The Asthmatic Skateboarder Tale
Once upon a time, I was pulling a shift on an ambulance when my partner and I got sent to pick up this 5-year-old asthmatic skateboarder named Dakota. Now, Dakota wasn’t just any 5-year-old, he was a pint-sized ankle-biting Tony Hawk.
Why he liked to skateboard, I don’t know. But I do know that he was very good at it for only being 5. He would stand on the board, plant his child-size Vans shoe-wearing foot on the ground, push himself off…and then gently roll to a stop about 3 feet later.
Okay, so maybe he wasn’t that good. But with me having no athletic ability whatsoever and for him having only been walking for a couple of years, I was impressed.
The problem was that darn asthma thing. He would push, roll, stop, push, roll, stop, push, roll, and stop, until he couldn’t breathe. Seriously, his wheezing was audible in the next county. It was loud and vaguely reminded me of that noise a sea otter makes when it surfaces for air at the zoo and runs into another sea otter mid-inhale. It’s one of those sounds that isn’t easily forgotten.
Asthma is a funny thing; when the bronchioles (the tiny air tubes in the lungs) get angry, they tense up and clamp down so tight that air doesn’t want to move in and out anymore. It’s similar to how sliders from White Castle relax the bowels and make everything evacuate the lower GI tract, but it’s the opposite; instead of relaxing and excreting, it clamps down and tenses up.
Maybe I need to work on my medical metaphors…
So, Dakota would do his physical exertion thing until his lungs got angry and decided to stop making air move. Then he would turn blue and start making noises like a pediatric Bane from The Dark Knight Rises movie.

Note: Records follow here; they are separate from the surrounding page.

//! Root reducer for the console.
//!
//! [`ConsoleReducer`] routes each [`ConsoleAction`] to the reducer that owns
//! the affected slice of [`ConsoleState`]. Collection mutations require an
//! Admin session; navigation, session and list-query changes do not.

use crate::aggregates::officer::{self, OfficerAction};
use crate::aggregates::payment::{self, PaymentAction};
use crate::aggregates::ticket::{self, TicketAction};
use crate::error::{ConsoleError, Entity, Result};
use crate::navigation::{NavigationAction, Route, Screen, Session, SessionAction, View};
use crate::query::{ListQuery, QueryAction};
use crate::types::{
    Officer, OfficerId, Payment, PaymentId, PaymentStatus, Ticket, TicketId, TicketStatus,
};
use chrono::NaiveDate;
use parking_console_core::effect::Effect;
use parking_console_core::environment::{Clock, IdGenerator, RandomIdGenerator, SystemClock};
use parking_console_core::reducer::{Effects, Reducer};
use parking_console_core::smallvec;
use serde::{Deserialize, Serialize};
use std::fmt;
use std::sync::Arc;

// ============================================================================
// State
// ============================================================================

/// Everything the console holds
#[derive(Clone, Debug, PartialEq, Eq, Serialize, Deserialize)]
#[serde(rename_all = "camelCase")]
pub struct ConsoleState {
    /// Tickets, in creation order
    pub tickets: Vec<Ticket>,
    /// Payments, in creation order
    pub payments: Vec<Payment>,
    /// Officers, in creation order
    pub officers: Vec<Officer>,
    /// Number of the next ticket to issue
    pub next_ticket_number: u32,
    /// Current navigation state
    pub route: Route,
    /// Who is signed in
    pub session: Session,
    /// Ticket list search, filters and sort
    pub list_query: ListQuery,
}

impl Default for ConsoleState {
    fn default() -> Self {
        Self {
            tickets: Vec::new(),
            payments: Vec::new(),
            officers: Vec::new(),
            next_ticket_number: TicketId::FIRST_NUMBER,
            route: Route::default(),
            session: Session::default(),
            list_query: ListQuery::default(),
        }
    }
}

impl ConsoleState {
    /// Ticket by id
    #[must_use]
    pub fn ticket(&self, id: &TicketId) -> Option<&Ticket> {
        self.tickets.iter().find(|ticket| &ticket.id == id)
    }

    pub(crate) fn ticket_mut(&mut self, id: &TicketId) -> Option<&mut Ticket> {
        self.tickets.iter_mut().find(|ticket| &ticket.id == id)
    }

    /// Payment by id
    #[must_use]
    pub fn payment(&self, id: &PaymentId) -> Option<&Payment> {
        self.payments.iter().find(|payment| &payment.id == id)
    }

    /// Payments recorded against a ticket
    pub fn payments_for<'a>(&'a self, ticket_id: &'a TicketId) -> impl Iterator<Item = &'a Payment> {
        self.payments
            .iter()
            .filter(move |payment| &payment.ticket_id == ticket_id)
    }

    /// Officer by id
    #[must_use]
    pub fn officer(&self, id: &OfficerId) -> Option<&Officer> {
        self.officers.iter().find(|officer| &officer.id == id)
    }

    /// Number of tickets with `status`
    #[must_use]
    pub fn count_status(&self, status: TicketStatus) -> usize {
        self.tickets
            .iter()
            .filter(|ticket| ticket.status == status)
            .count()
    }

    /// Status to show for `payment` on `today`
    ///
    /// Pending and Overdue are derived from the due date of the payment's
    /// ticket; a payment whose ticket is gone shows as Pending.
    #[must_use]
    pub fn payment_status(&self, payment: &Payment, today: NaiveDate) -> PaymentStatus {
        let due_date = self.ticket(&payment.ticket_id).map(|ticket| ticket.due_date);
        payment.status.effective(due_date, today)
    }

    /// Takes the next unused ticket number
    pub(crate) fn allocate_ticket_id(&mut self) -> TicketId {
        loop {
            let id = TicketId::from_number(self.next_ticket_number);
            self.next_ticket_number = self.next_ticket_number.saturating_add(1);
            if self.ticket(&id).is_none() {
                return id;
            }
        }
    }

    /// Resolves the current route into what should be rendered
    #[must_use]
    pub fn view(&self) -> View {
        if !self.session.is_admin() {
            return View::LoginRequired;
        }

        let id = self.route.id();
        let missing = |entity| View::EntityNotFound {
            entity,
            id: id.map(str::to_string),
        };
        let ticket_view = |make: fn(TicketId) -> View| {
            id.map(TicketId::from)
                .filter(|id| self.ticket(id).is_some())
                .map_or_else(|| missing(Entity::Ticket), make)
        };

        match &self.route.screen {
            Screen::Dashboard => View::Dashboard,
            Screen::TicketsList => View::TicketsList,
            Screen::TicketDetail => ticket_view(View::TicketDetail),
            Screen::CreateTicket => View::CreateTicket,
            Screen::EditTicket => ticket_view(View::EditTicket),
            Screen::PaymentsList => View::PaymentsList,
            Screen::PaymentDetail => id
                .map(PaymentId::from)
                .filter(|id| self.payment(id).is_some())
                .map_or_else(|| missing(Entity::Payment), View::PaymentDetail),
            Screen::OfficersList => View::OfficersList,
            Screen::OfficerDetail => id
                .map(OfficerId::from)
                .filter(|id| self.officer(id).is_some())
                .map_or_else(|| missing(Entity::Officer), View::OfficerDetail),
            Screen::CreateOfficer => View::CreateOfficer,
            Screen::EditOfficer => View::EditOfficer(id.map(OfficerId::from)),
            Screen::Settings => View::Settings,
            Screen::AuditLog => View::AuditLog,
            // Signed-in users have no login screen to see.
            Screen::Login | Screen::Unknown(_) => View::NotFound {
                screen: self.route.screen.identifier().to_string(),
            },
        }
    }
}

// ============================================================================
// Actions
// ============================================================================

/// Every input the console reducer accepts
#[derive(Clone, Debug, PartialEq, Eq, Serialize, Deserialize)]
pub enum ConsoleAction {
    /// Ticket collection
    Ticket(TicketAction),
    /// Payment collection
    Payment(PaymentAction),
    /// Officer collection
    Officer(OfficerAction),
    /// Navigation
    Navigation(NavigationAction),
    /// Sign in and out
    Session(SessionAction),
    /// Ticket list search, filters and sort
    Query(QueryAction),
}

// ============================================================================
// Environment
// ============================================================================

/// Injected dependencies of the console reducer
#[derive(Clone)]
pub struct ConsoleEnvironment {
    /// Time source
    pub clock: Arc<dyn Clock>,
    /// Token source for payment and officer ids
    pub ids: Arc<dyn IdGenerator>,
    /// Days between issue date and default due date
    pub payment_due_days: u32,
}

impl ConsoleEnvironment {
    /// Default number of days a new ticket has until payment is due
    pub const DEFAULT_PAYMENT_DUE_DAYS: u32 = 14;

    /// Creates an environment with the default due-date offset
    #[must_use]
    pub fn new(clock: Arc<dyn Clock>, ids: Arc<dyn IdGenerator>) -> Self {
        Self {
            clock,
            ids,
            payment_due_days: Self::DEFAULT_PAYMENT_DUE_DAYS,
        }
    }

    /// Sets the due-date offset
    #[must_use]
    pub const fn with_payment_due_days(mut self, days: u32) -> Self {
        self.payment_due_days = days;
        self
    }

    /// System clock and random ids
    #[must_use]
    pub fn production() -> Self {
        Self::new(Arc::new(SystemClock), Arc::new(RandomIdGenerator))
    }
}

impl fmt::Debug for ConsoleEnvironment {
    fn fmt(&self, f: &mut fmt::Formatter<'_>) -> fmt::Result {
        f.debug_struct("ConsoleEnvironment")
            .field("now", &self.clock.now())
            .field("payment_due_days", &self.payment_due_days)
            .finish_non_exhaustive()
    }
}

// ============================================================================
// Reducer
// ============================================================================

/// Root reducer of the console
#[derive(Clone, Copy, Debug, Default)]
pub struct ConsoleReducer;

impl ConsoleReducer {
    /// Creates the reducer
    #[must_use]
    pub const fn new() -> Self {
        Self
    }

    /// Audit actor for a mutation, or [`ConsoleError::LoginRequired`]
    fn authorize(state: &ConsoleState) -> Result<String> {
        state
            .session
            .admin_name()
            .map(str::to_string)
            .ok_or(ConsoleError::LoginRequired)
    }
}

impl Reducer for ConsoleReducer {
    type State = ConsoleState;
    type Action = ConsoleAction;
    type Environment = ConsoleEnvironment;
    type Error = ConsoleError;

    fn reduce(
        &self,
        state: &mut ConsoleState,
        action: ConsoleAction,
        env: &ConsoleEnvironment,
    ) -> Result<Effects<ConsoleAction>> {
        match action {
            ConsoleAction::Ticket(action) => {
                let actor = Self::authorize(state)?;
                ticket::reduce(state, action, &actor, env)
            },
            ConsoleAction::Payment(action) => {
                Self::authorize(state)?;
                payment::reduce(state, action, env)
            },
            ConsoleAction::Officer(action) => {
                Self::authorize(state)?;
                officer::reduce(state, action, env)
            },
            ConsoleAction::Navigation(NavigationAction::Navigate { screen, params }) => {
                tracing::debug!(screen = %screen, "Navigate");
                state.route = Route::new(screen, params);
                Ok(smallvec![])
            },
            ConsoleAction::Session(SessionAction::Login) => {
                state.session.login();
                tracing::info!("Signed in");
                Ok(smallvec![])
            },
            ConsoleAction::Session(SessionAction::Logout) => {
                state.session.logout();
                tracing::info!("Signed out");
                Ok(smallvec![Effect::Send(ConsoleAction::Navigation(
                    NavigationAction::Navigate {
                        screen: Screen::Login,
                        params: crate::navigation::Params::new(),
                    }
                ))])
            },
            ConsoleAction::Query(action) => {
                state.list_query.apply(action);
                Ok(smallvec![])
            },
        }
    }
}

We showed up and found the dusky-colored fellow sitting on his skateboard and talking to his mother in a wheezy voice. We did the usual “Hey buddy, how are you feeling? What were you doing? Can you breathe okay?” line of questioning and gave him some oxygen. Everybody always gets oxygen. Usually. Most of the time, if it’s indicated.

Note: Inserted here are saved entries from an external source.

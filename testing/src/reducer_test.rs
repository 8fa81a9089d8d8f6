//! Given-When-Then harness for synchronous reducers.
//!
//! A [`ReducerTest`] runs one action against one state and checks the outcome:
//! the mutated state, and either the returned effects or the rejection.

#![allow(clippy::module_name_repetitions)] // ReducerTest is the natural name

use parking_console_core::{effect::Effect, reducer::Reducer};

/// Check run against the state after the reducer returns
type StateAssertion<S> = Box<dyn FnOnce(&S)>;

/// Check run against the effects of an accepted action
type EffectAssertion<A> = Box<dyn FnOnce(&[Effect<A>])>;

/// Check run against the error of a rejected action
type ErrorAssertion<Err> = Box<dyn FnOnce(&Err)>;

/// Single-action reducer test built as Given-When-Then
///
/// A test either expects the action to be accepted (`then_effects`) or
/// rejected (`then_error`). State assertions run in both cases, which is how
/// tests check that a rejected action left state untouched.
///
/// # Example
///
/// ```ignore
/// use parking_console_testing::ReducerTest;
///
/// ReducerTest::new(ConsoleReducer::new())
///     .with_env(test_environment())
///     .given_state(signed_in_state())
///     .when_action(ConsoleAction::Ticket(TicketAction::Delete { id }))
///     .then_state(|state| {
///         assert!(state.tickets.is_empty());
///     })
///     .then_effects(|effects| {
///         assert_eq!(effects.len(), 1);
///     })
///     .run();
/// ```
pub struct ReducerTest<R, S, A, E>
where
    R: Reducer<State = S, Action = A, Environment = E>,
{
    reducer: R,
    environment: Option<E>,
    initial_state: Option<S>,
    action: Option<A>,
    state_assertions: Vec<StateAssertion<S>>,
    effect_assertions: Vec<EffectAssertion<A>>,
    error_assertions: Vec<ErrorAssertion<R::Error>>,
}

impl<R, S, A, E> ReducerTest<R, S, A, E>
where
    R: Reducer<State = S, Action = A, Environment = E>,
    R::Error: std::fmt::Debug,
    A: std::fmt::Debug,
{
    /// Starts a test around `reducer`
    #[must_use]
    pub const fn new(reducer: R) -> Self {
        Self {
            reducer,
            environment: None,
            initial_state: None,
            action: None,
            state_assertions: Vec::new(),
            effect_assertions: Vec::new(),
            error_assertions: Vec::new(),
        }
    }

    /// Environment handed to the reducer
    #[must_use]
    pub fn with_env(mut self, env: E) -> Self {
        self.environment = Some(env);
        self
    }

    /// Given: the state before the action
    #[must_use]
    pub fn given_state(mut self, state: S) -> Self {
        self.initial_state = Some(state);
        self
    }

    /// When: the action under test
    #[must_use]
    pub fn when_action(mut self, action: A) -> Self {
        self.action = Some(action);
        self
    }

    /// Then: check the state after the action
    #[must_use]
    pub fn then_state<F>(mut self, assertion: F) -> Self
    where
        F: FnOnce(&S) + 'static,
    {
        self.state_assertions.push(Box::new(assertion));
        self
    }

    /// Then: check the returned effects
    ///
    /// Implies the action is expected to be accepted.
    #[must_use]
    pub fn then_effects<F>(mut self, assertion: F) -> Self
    where
        F: FnOnce(&[Effect<A>]) + 'static,
    {
        self.effect_assertions.push(Box::new(assertion));
        self
    }

    /// Then: check the rejection
    ///
    /// Implies the action is expected to be rejected.
    #[must_use]
    pub fn then_error<F>(mut self, assertion: F) -> Self
    where
        F: FnOnce(&R::Error) + 'static,
    {
        self.error_assertions.push(Box::new(assertion));
        self
    }

    /// Runs the reducer once, then every registered assertion
    ///
    /// # Panics
    ///
    /// Panics if initial state, action, or environment is not set, if the
    /// outcome (accepted or rejected) does not match the assertions that were
    /// registered, or if any assertion fails.
    #[allow(clippy::panic)] // Test code can panic
    #[allow(clippy::expect_used)] // Test code can use expect
    pub fn run(self) {
        let mut state = self
            .initial_state
            .expect("given_state() was not called");

        let action = self.action.expect("when_action() was not called");

        let env = self
            .environment
            .expect("with_env() was not called");

        let outcome = self.reducer.reduce(&mut state, action, &env);

        for assertion in self.state_assertions {
            assertion(&state);
        }

        match outcome {
            Ok(effects) => {
                assert!(
                    self.error_assertions.is_empty(),
                    "Expected the action to be rejected, but it was accepted with effects {effects:?}"
                );
                for assertion in self.effect_assertions {
                    assertion(&effects);
                }
            },
            Err(error) => {
                assert!(
                    self.effect_assertions.is_empty(),
                    "Expected the action to be accepted, but it was rejected: {error:?}"
                );
                for assertion in self.error_assertions {
                    assertion(&error);
                }
            },
        }
    }
}

/// Effect checks for use inside `then_effects`
pub mod assertions {
    use parking_console_core::effect::Effect;

    /// Assert that no effect dispatches anything
    ///
    /// # Panics
    ///
    /// Panics if any effect schedules work.
    #[allow(clippy::panic)] // Test assertion
    pub fn assert_no_effects<A: std::fmt::Debug>(effects: &[Effect<A>]) {
        assert!(
            effects.iter().all(Effect::is_none),
            "Expected no follow-up actions, got {effects:?}"
        );
    }

    /// Assert the number of effects
    ///
    /// # Panics
    ///
    /// Panics if the number of effects doesn't match expected.
    #[allow(clippy::panic)] // Test assertion
    pub fn assert_effects_count<A>(effects: &[Effect<A>], expected: usize) {
        assert_eq!(
            effects.len(),
            expected,
            "Effect count mismatch: {effects_len} returned, {expected} expected",
            effects_len = effects.len()
        );
    }

    /// Collect every action dispatched by `effects`, in order
    #[must_use]
    pub fn dispatched<A: Clone>(effects: &[Effect<A>]) -> Vec<A> {
        effects
            .iter()
            .cloned()
            .flat_map(Effect::into_actions)
            .collect()
    }
}

#[cfg(test)]
mod tests {
    use super::*;
    use parking_console_core::effect::Effect;
    use parking_console_core::reducer::{Effects, Reducer};
    use parking_console_core::smallvec;

    /// Outstanding balance in cents
    #[derive(Clone, Debug)]
    struct Balance {
        cents: u64,
    }

    #[derive(Clone, Debug, PartialEq)]
    enum LedgerAction {
        Fine(u64),
        Pay(u64),
        FineWithSurcharge(u64),
    }

    struct Ledger;

    /// Surcharge added by `FineWithSurcharge`
    struct Fees {
        surcharge: u64,
    }

    impl Reducer for Ledger {
        type State = Balance;
        type Action = LedgerAction;
        type Environment = Fees;
        type Error = String;

        fn reduce(
            &self,
            state: &mut Balance,
            action: LedgerAction,
            env: &Fees,
        ) -> Result<Effects<LedgerAction>, String> {
            match action {
                LedgerAction::Fine(cents) => {
                    state.cents += cents;
                    Ok(smallvec![])
                },
                LedgerAction::Pay(cents) if cents > state.cents => {
                    Err(format!("overpayment of {} cents", cents - state.cents))
                },
                LedgerAction::Pay(cents) => {
                    state.cents -= cents;
                    Ok(smallvec![])
                },
                LedgerAction::FineWithSurcharge(cents) => Ok(smallvec![Effect::chain(vec![
                    Effect::Send(LedgerAction::Fine(cents)),
                    Effect::Send(LedgerAction::Fine(env.surcharge)),
                ])]),
            }
        }
    }

    fn fees() -> Fees {
        Fees { surcharge: 500 }
    }

    #[test]
    fn accepted_action_updates_state() {
        ReducerTest::new(Ledger)
            .with_env(fees())
            .given_state(Balance { cents: 0 })
            .when_action(LedgerAction::Fine(7500))
            .then_state(|state| assert_eq!(state.cents, 7500))
            .then_effects(assertions::assert_no_effects)
            .run();
    }

    #[test]
    fn rejected_action_leaves_state_alone() {
        ReducerTest::new(Ledger)
            .with_env(fees())
            .given_state(Balance { cents: 100 })
            .when_action(LedgerAction::Pay(250))
            .then_state(|state| assert_eq!(state.cents, 100))
            .then_error(|error| assert_eq!(error, "overpayment of 150 cents"))
            .run();
    }

    #[test]
    fn follow_ups_are_listed_in_order() {
        ReducerTest::new(Ledger)
            .with_env(fees())
            .given_state(Balance { cents: 0 })
            .when_action(LedgerAction::FineWithSurcharge(4000))
            .then_state(|state| assert_eq!(state.cents, 0))
            .then_effects(|effects| {
                assertions::assert_effects_count(effects, 1);
                assert_eq!(
                    assertions::dispatched(effects),
                    vec![LedgerAction::Fine(4000), LedgerAction::Fine(500)]
                );
            })
            .run();
    }

    #[test]
    #[should_panic(expected = "Expected the action to be accepted")]
    fn unexpected_rejection_panics() {
        ReducerTest::new(Ledger)
            .with_env(fees())
            .given_state(Balance { cents: 0 })
            .when_action(LedgerAction::Pay(1))
            .then_effects(assertions::assert_no_effects)
            .run();
    }

    #[test]
    #[should_panic(expected = "Expected the action to be rejected")]
    fn unexpected_acceptance_panics() {
        ReducerTest::new(Ledger)
            .with_env(fees())
            .given_state(Balance { cents: 0 })
            .when_action(LedgerAction::Fine(1))
            .then_error(|_| {})
            .run();
    }
}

Really, I guess it would be more accurate to say that some people get oxygen some of the time, if needed.
Anyway, we gave Dakota some oxygen and migrated him and his mother into the back of our mobile medical office. Naturally, he was a little star struck at first, realizing that the interior of our ambulance looked exactly like the one from the Trauma TV series that was cancelled way too early (it only lasted for one season).
We gave him this nebulizer treatment thing with some albuterol stuff and before we knew it, he was perfusing and breathing like a champ! It was awesome.
There was this awkward lull in conversation on the way to the hospital, so, being the ingenious and opportunistic guy that I am, I decided to pop the question.
I said, “Yo Dakota, if you could have a tail, what kind of tail would you have?”
Dakota gave me this look that was infused with disgust (or maybe contempt or constipation, I still have issues figuring out these facial expressions) and said, “Yo? Adam, I think you meant to say, “Hey Dakota.””
I awkwardly and dramatically cleared my throat and said, “Hey Dakota, if you could have a tail, what kind of tail would you have?” Oh, and I sarcastically enunciated the “hey Dakota” part.
Some people may say I was childish for talking like that to a 5-year-old, and to those people I have to say, they’re right; sometimes I do act immature and stoop to the level of a toddler when communicating with them. Actually, I do that to adults, too.
He gave me this very unique look, similar to the one Bane had in that Batman movie right before he did that one really dramatic and mischievous thing, and said, “I would have a monkey tail.”
“A monkey tail? What kind of monkey?” I asked.
Dakota said, “A brown monkey. Like that one from the monkey in the Night at the Museum movie.”
I asked him why he wanted to look like Ben Stiller, and he said, “No, the monkey. Not the guy who looks like a monkey. But I want Dexter’s tail because he’s the coolest monkey ever! Duh.”
Throughout my years of doing mild-moderately awesome/mediocre things, I’ve realized that that’s a typical answer of a 5-year-old skateboarder. “Because he’s the coolest monkey ever. Duh.”
To end the story, we showed up at the hospital and he was fine. He left a few hours later to continue doing his bronchiole-angering sport.
And they all lived wheezily and happily ever after or something.